According to city Health + Hospitals Senior Vice President Ted Long, the Randall’s HERRC served a total of 525 single adult men during the short time it operated.

Council Member Julie Won (D-Queens), who chairs the body’s Committee on Contracts, questioned why the city would reconstruct the facility only a month after it was taken down, given the cost. Iscol said that decision was made because buses stopped coming from Texas in the wake of Biden invoking Title 42, but now there may be a need for another large scale facility like Randall’s.

“There was no longer a need for a large-scale facility to process thousands of people on a monthly basis to try and figure out where they were going next,” Iscol said. “We now have another influx coming and there could be a need for another facility like Randall’s, especially if we don’t receive additional help from the state or the federal governments. The fact is, there’s not a lot of places in the city where you have the type of space you need to be working with thousands of people.”

City Council Member Julie Won asking questions of Adams administration officials during migrant crisis oversight hearing.

Iscol said the city is currently citing additional facilities across the five boroughs that can accommodate new waves of asylum seekers. Additionally, he pointed to the four HERRCs currently operating at the Watson, Row, Wolcott and Stewart Hotels as well as 60 emergency shelters the administration has set up in recent months.

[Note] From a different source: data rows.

use anyhow::Result;
use crossterm::event::{KeyCode, KeyEvent, KeyModifiers};

use crate::app::{App, InputMode};
use crate::tui::AppEvent;

/// Convert a character index to a byte index for UTF-8 safe string operations
fn char_to_byte_index(s: &str, char_idx: usize) -> usize {
    s.char_indices()
        .nth(char_idx)
        .map(|(i, _)| i)
        .unwrap_or(s.len())
}

/// Single-line text field editing shared by the chat input and the key popup.
/// Returns `false` for keys it does not handle.
fn edit_line(input: &mut String, cursor: &mut usize, key: KeyEvent) -> bool {
    match key.code {
        KeyCode::Backspace => {
            if *cursor > 0 {
                *cursor -= 1;
                let byte_pos = char_to_byte_index(input, *cursor);
                input.remove(byte_pos);
            }
        }
        KeyCode::Delete => {
            if *cursor < input.chars().count() {
                let byte_pos = char_to_byte_index(input, *cursor);
                input.remove(byte_pos);
            }
        }
        KeyCode::Left => *cursor = cursor.saturating_sub(1),
        KeyCode::Right => *cursor = (*cursor + 1).min(input.chars().count()),
        KeyCode::Home => *cursor = 0,
        KeyCode::End => *cursor = input.chars().count(),
        KeyCode::Char(c) => {
            let byte_pos = char_to_byte_index(input, *cursor);
            input.insert(byte_pos, c);
            *cursor += 1;
        }
        _ => return false,
    }
    true
}

fn insert_text(input: &mut String, cursor: &mut usize, text: &str) {
    let byte_pos = char_to_byte_index(input, *cursor);
    input.insert_str(byte_pos, text);
    *cursor += text.chars().count();
}

pub async fn handle_event(app: &mut App, event: AppEvent) -> Result<()> {
    match event {
        AppEvent::Key(key) => handle_key(app, key),
        AppEvent::Paste(text) => handle_paste(app, &text),
        AppEvent::Resize => app.scroll_query_to_bottom(),
        AppEvent::Tick => app.tick_animation(),
    }
    app.poll_tasks().await;
    Ok(())
}

fn handle_paste(app: &mut App, text: &str) {
    // Newlines would submit half a paste in a single-line field
    let text = text.replace(['\r', '\n'], " ");
    if app.show_api_key_input {
        insert_text(&mut app.api_key_input, &mut app.api_key_input_cursor, text.trim());
    } else if app.input_mode == InputMode::Editing {
        insert_text(&mut app.query_input, &mut app.query_cursor, &text);
    }
}

fn handle_key(app: &mut App, key: KeyEvent) {
    if key.code == KeyCode::Char('c') && key.modifiers.contains(KeyModifiers::CONTROL) {
        app.should_quit = true;
        return;
    }

    if app.show_api_key_input {
        handle_api_key_input(app, key);
    } else if app.show_preset_picker {
        handle_preset_picker(app, key);
    } else {
        match app.input_mode {
            InputMode::Normal => handle_normal_mode(app, key),
            InputMode::Editing => handle_editing_mode(app, key),
        }
    }
}

fn handle_api_key_input(app: &mut App, key: KeyEvent) {
    match key.code {
        KeyCode::Esc => {
            app.show_api_key_input = false;
            app.api_key_input.clear();
            app.api_key_input_cursor = 0;
        }
        KeyCode::Enter => {
            // An empty entry clears the key
            let key = std::mem::take(&mut app.api_key_input);
            app.set_credential(key.trim().to_string());
            app.api_key_input_cursor = 0;
            app.show_api_key_input = false;
        }
        _ => {
            edit_line(&mut app.api_key_input, &mut app.api_key_input_cursor, key);
        }
    }
}

fn handle_preset_picker(app: &mut App, key: KeyEvent) {
    match key.code {
        KeyCode::Esc => app.show_preset_picker = false,
        KeyCode::Char('j') | KeyCode::Down => app.preset_picker_nav_down(),
        KeyCode::Char('k') | KeyCode::Up => app.preset_picker_nav_up(),
        KeyCode::Enter => app.select_preset(),
        _ => {}
    }
}

fn handle_normal_mode(app: &mut App, key: KeyEvent) {
    match key.code {
        KeyCode::Char('q') => app.should_quit = true,

        KeyCode::Char('i') | KeyCode::Enter | KeyCode::Tab => app.input_mode = InputMode::Editing,

        KeyCode::Char('a') => {
            app.show_api_key_input = true;
            app.api_key_input.clear();
            app.api_key_input_cursor = 0;
        }
        KeyCode::Char('p') => app.open_preset_picker(),
        KeyCode::Char('n') => app.clear_conversation(),

        // Parameter sliders
        KeyCode::Up => app.param_nav(false),
        KeyCode::Down => app.param_nav(true),
        KeyCode::Left | KeyCode::Char('-') => app.adjust_param(false),
        KeyCode::Right | KeyCode::Char('+') | KeyCode::Char('=') => app.adjust_param(true),

        // Chat scrolling
        KeyCode::Char('j') => app.query_scroll = app.query_scroll.saturating_add(1),
        KeyCode::Char('k') => app.query_scroll = app.query_scroll.saturating_sub(1),
        KeyCode::PageDown => {
            let half_page = (app.query_chat_height / 2).max(1);
            app.query_scroll = app.query_scroll.saturating_add(half_page);
        }
        KeyCode::PageUp => {
            let half_page = (app.query_chat_height / 2).max(1);
            app.query_scroll = app.query_scroll.saturating_sub(half_page);
        }
        KeyCode::Char('G') | KeyCode::End => app.scroll_query_to_bottom(),
        KeyCode::Char('g') | KeyCode::Home => app.query_scroll = 0,
        _ => {}
    }
}

fn handle_editing_mode(app: &mut App, key: KeyEvent) {
    match key.code {
        KeyCode::Esc | KeyCode::Tab => app.input_mode = InputMode::Normal,
        KeyCode::Enter => app.submit_query(),
        _ => {
            edit_line(&mut app.query_input, &mut app.query_cursor, key);
        }
    }
}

Throughout the hearing, administration officials reiterated pleas by the mayor for the federal and state governments to send the city desperately needed relief funds to help shoulder the considerable cost of the crisis, which Adams in October estimated would cost the city $1 billion by the end of the fiscal year. Mayor’s Office of Immigrant Affairs Commissioner Manuel Castro said the feds and state are exacerbating what is already an unprecedented crisis by not sending aid.

“The time is now, we need you to step up and support New York City and asylum seekers,” Castro said. “You’re making an incredibly difficult situation much worse by continuing to delay your support to our city.”